- _The records_:
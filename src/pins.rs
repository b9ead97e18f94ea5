//! GPIO pin assignments for the feeder board (BCM numbering).
//!
//! Single source of truth: every adapter references this module rather than
//! hard-coding pin numbers.

// ---------------------------------------------------------------------------
// Dispenser servo (continuous rotation)
// ---------------------------------------------------------------------------

/// Software-PWM output driving the servo signal line.
pub const SERVO_GPIO: u8 = 4;
/// Servo PWM frame rate.
pub const SERVO_PWM_HZ: f64 = 50.0;

// ---------------------------------------------------------------------------
// Ultrasonic distance sensor (HC-SR04)
// ---------------------------------------------------------------------------

/// Digital output: trigger pulse, idles LOW.
pub const TRIGGER_GPIO: u8 = 17;
/// Digital input (pull-down): echo, HIGH for the round-trip time.
pub const ECHO_GPIO: u8 = 27;
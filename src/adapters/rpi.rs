//! Raspberry Pi line adapters.
//!
//! Thin newtypes over `rppal` GPIO pins that implement the `embedded-hal`
//! traits the drivers are written against. Pins come from [`crate::pins`].
//!
//! | Line      | rppal mode          | embedded-hal trait |
//! |-----------|---------------------|--------------------|
//! | trigger   | output, initial LOW | `OutputPin`        |
//! | echo      | input, pull-down    | `InputPin`         |
//! | servo     | output, soft PWM    | `SetDutyCycle`     |
//!
//! Line acquisition failure is a setup fault: the caller aborts.

use core::convert::Infallible;

use embedded_hal::digital;
use embedded_hal::pwm;
use log::{error, info};
use rppal::gpio::Gpio;

use crate::error::Error;
use crate::pins::{ECHO_GPIO, SERVO_GPIO, SERVO_PWM_HZ, TRIGGER_GPIO};

/// Duty resolution exposed through [`pwm::SetDutyCycle`] (0.01 % steps).
pub const SERVO_MAX_DUTY: u16 = 10_000;

// ---------------------------------------------------------------------------
// Digital lines
// ---------------------------------------------------------------------------

pub struct TriggerLine(rppal::gpio::OutputPin);

impl digital::ErrorType for TriggerLine {
    type Error = Infallible;
}

impl digital::OutputPin for TriggerLine {
    fn set_low(&mut self) -> Result<(), Infallible> {
        self.0.set_low();
        Ok(())
    }

    fn set_high(&mut self) -> Result<(), Infallible> {
        self.0.set_high();
        Ok(())
    }
}

pub struct EchoLine(rppal::gpio::InputPin);

impl digital::ErrorType for EchoLine {
    type Error = Infallible;
}

impl digital::InputPin for EchoLine {
    fn is_high(&mut self) -> Result<bool, Infallible> {
        Ok(self.0.is_high())
    }

    fn is_low(&mut self) -> Result<bool, Infallible> {
        Ok(self.0.is_low())
    }
}

// ---------------------------------------------------------------------------
// Servo line (software PWM)
// ---------------------------------------------------------------------------

#[derive(Debug, Clone, Copy, PartialEq, Eq)]
pub struct PwmLineError;

impl pwm::Error for PwmLineError {
    fn kind(&self) -> pwm::ErrorKind {
        pwm::ErrorKind::Other
    }
}

pub struct ServoLine {
    pin: rppal::gpio::OutputPin,
    frequency_hz: f64,
}

impl pwm::ErrorType for ServoLine {
    type Error = PwmLineError;
}

impl pwm::SetDutyCycle for ServoLine {
    fn max_duty_cycle(&self) -> u16 {
        SERVO_MAX_DUTY
    }

    fn set_duty_cycle(&mut self, duty: u16) -> Result<(), PwmLineError> {
        if duty == 0 {
            self.pin.clear_pwm().map_err(|e| {
                error!("servo: clear_pwm failed: {}", e);
                PwmLineError
            })?;
            self.pin.set_low();
            return Ok(());
        }
        let fraction = f64::from(duty.min(SERVO_MAX_DUTY)) / f64::from(SERVO_MAX_DUTY);
        self.pin
            .set_pwm_frequency(self.frequency_hz, fraction)
            .map_err(|e| {
                error!("servo: set_pwm_frequency failed: {}", e);
                PwmLineError
            })
    }
}

// ---------------------------------------------------------------------------
// Acquisition
// ---------------------------------------------------------------------------

/// Every line the feeder owns.
pub struct RpiLines {
    pub trigger: TriggerLine,
    pub echo: EchoLine,
    pub servo: ServoLine,
}

impl RpiLines {
    /// Claim the trigger, echo and servo lines.
    pub fn acquire() -> Result<Self, Error> {
        let gpio = Gpio::new().map_err(|e| {
            error!("GPIO controller unavailable: {}", e);
            Error::Init("GPIO controller unavailable")
        })?;

        let claim = |pin: u8, what: &'static str| {
            gpio.get(pin).map_err(|e| {
                error!("{} (GPIO {}): {}", what, pin, e);
                Error::Init(what)
            })
        };

        let trigger = TriggerLine(claim(TRIGGER_GPIO, "trigger line unavailable")?.into_output_low());
        let echo = EchoLine(claim(ECHO_GPIO, "echo line unavailable")?.into_input_pulldown());
        let servo = ServoLine {
            pin: claim(SERVO_GPIO, "servo line unavailable")?.into_output_low(),
            frequency_hz: SERVO_PWM_HZ,
        };

        info!(
            "GPIO ready: trigger={} echo={} servo={} @ {} Hz",
            TRIGGER_GPIO, ECHO_GPIO, SERVO_GPIO, SERVO_PWM_HZ
        );
        Ok(Self {
            trigger,
            echo,
            servo,
        })
    }
}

- _Problem description_: Set the data down again in full. Keep it exact.

- _Written reply_:
filename src/pins.rs
repository b9ead97e18f94ea5
//! GPIO pin assignments for the feeder board (BCM numbering).
//!
//! Single source of truth: every adapter references this module rather than
//! hard-coding pin numbers.

// ---------------------------------------------------------------------------
// Dispenser servo (continuous rotation)
// ---------------------------------------------------------------------------

/// Software-PWM output driving the servo signal line.
pub const SERVO_GPIO: u8 = 4;
/// Servo PWM frame rate.
pub const SERVO_PWM_HZ: f64 = 50.0;

// ---------------------------------------------------------------------------
// Ultrasonic distance sensor (HC-SR04)
// ---------------------------------------------------------------------------

/// Digital output: trigger pulse, idles LOW.
pub const TRIGGER_GPIO: u8 = 17;
/// Digital input (pull-down): echo, HIGH for the round-trip time.
pub const ECHO_GPIO: u8 = 27;
filename src/adapters/rpi.rs
//! Raspberry Pi line adapters.
//!
//! Thin newtypes over `rppal` GPIO pins that implement the `embedded-hal`
//! traits the drivers are written against. Pins come from [`crate::pins`].
//!
//! | Line      | rppal mode          | embedded-hal trait |
//! |-----------|---------------------|--------------------|
//! | trigger   | output, initial LOW | `OutputPin`        |
//! | echo      | input, pull-down    | `InputPin`         |
//! | servo     | output, soft PWM    | `SetDutyCycle`     |
//!
//! Line acquisition failure is a setup fault: the caller aborts.

use core::convert::Infallible;

use embedded_hal::digital;
use embedded_hal::pwm;
use log::{error, info};
use rppal::gpio::Gpio;

use crate::error::Error;
use crate::pins::{ECHO_GPIO, SERVO_GPIO, SERVO_PWM_HZ, TRIGGER_GPIO};

/// Duty resolution exposed through [`pwm::SetDutyCycle`] (0.01 % steps).
pub const SERVO_MAX_DUTY: u16 = 10_000;

// ---------------------------------------------------------------------------
// Digital lines
// ---------------------------------------------------------------------------

pub struct TriggerLine(rppal::gpio::OutputPin);

impl digital::ErrorType for TriggerLine {
    type Error = Infallible;
}

impl digital::OutputPin for TriggerLine {
    fn set_low(&mut self) -> Result<(), Infallible> {
        self.0.set_low();
        Ok(())
    }

    fn set_high(&mut self) -> Result<(), Infallible> {
        self.0.set_high();
        Ok(())
    }
}

pub struct EchoLine(rppal::gpio::InputPin);

impl digital::ErrorType for EchoLine {
    type Error = Infallible;
}

impl digital::InputPin for EchoLine {
    fn is_high(&mut self) -> Result<bool, Infallible> {
        Ok(self.0.is_high())
    }

    fn is_low(&mut self) -> Result<bool, Infallible> {
        Ok(self.0.is_low())
    }
}

// ---------------------------------------------------------------------------
// Servo line (software PWM)
// ---------------------------------------------------------------------------

#[derive(Debug, Clone, Copy, PartialEq, Eq)]
pub struct PwmLineError;

impl pwm::Error for PwmLineError {
    fn kind(&self) -> pwm::ErrorKind {
        pwm::ErrorKind::Other
    }
}

pub struct ServoLine {
    pin: rppal::gpio::OutputPin,
    frequency_hz: f64,
}

impl pwm::ErrorType for ServoLine {
    type Error = PwmLineError;
}

impl pwm::SetDutyCycle for ServoLine {
    fn max_duty_cycle(&self) -> u16 {
        SERVO_MAX_DUTY
    }

    fn set_duty_cycle(&mut self, duty: u16) -> Result<(), PwmLineError> {
        if duty == 0 {
            self.pin.clear_pwm().map_err(|e| {
                error!("servo: clear_pwm failed: {}", e);
                PwmLineError
            })?;
            self.pin.set_low();
            return Ok(());
        }
        let fraction = f64::from(duty.min(SERVO_MAX_DUTY)) / f64::from(SERVO_MAX_DUTY);
        self.pin
            .set_pwm_frequency(self.frequency_hz, fraction)
            .map_err(|e| {
                error!("servo: set_pwm_frequency failed: {}", e);
                PwmLineError
            })
    }
}

// ---------------------------------------------------------------------------
// Acquisition
// ---------------------------------------------------------------------------

/// Every line the feeder owns.
pub struct RpiLines {
    pub trigger: TriggerLine,
    pub echo: EchoLine,
    pub servo: ServoLine,
}

impl RpiLines {
    /// Claim the trigger, echo and servo lines.
    pub fn acquire() -> Result<Self, Error> {
        let gpio = Gpio::new().map_err(|e| {
            error!("GPIO controller unavailable: {}", e);
            Error::Init("GPIO controller unavailable")
        })?;

        let claim = |pin: u8, what: &'static str| {
            gpio.get(pin).map_err(|e| {
                error!("{} (GPIO {}): {}", what, pin, e);
                Error::Init(what)
            })
        };

        let trigger = TriggerLine(claim(TRIGGER_GPIO, "trigger line unavailable")?.into_output_low());
        let echo = EchoLine(claim(ECHO_GPIO, "echo line unavailable")?.into_input_pulldown());
        let servo = ServoLine {
            pin: claim(SERVO_GPIO, "servo line unavailable")?.into_output_low(),
            frequency_hz: SERVO_PWM_HZ,
        };

        info!(
            "GPIO ready: trigger={} echo={} servo={} @ {} Hz",
            TRIGGER_GPIO, ECHO_GPIO, SERVO_GPIO, SERVO_PWM_HZ
        );
        Ok(Self {
            trigger,
            echo,
            servo,
        })
    }
}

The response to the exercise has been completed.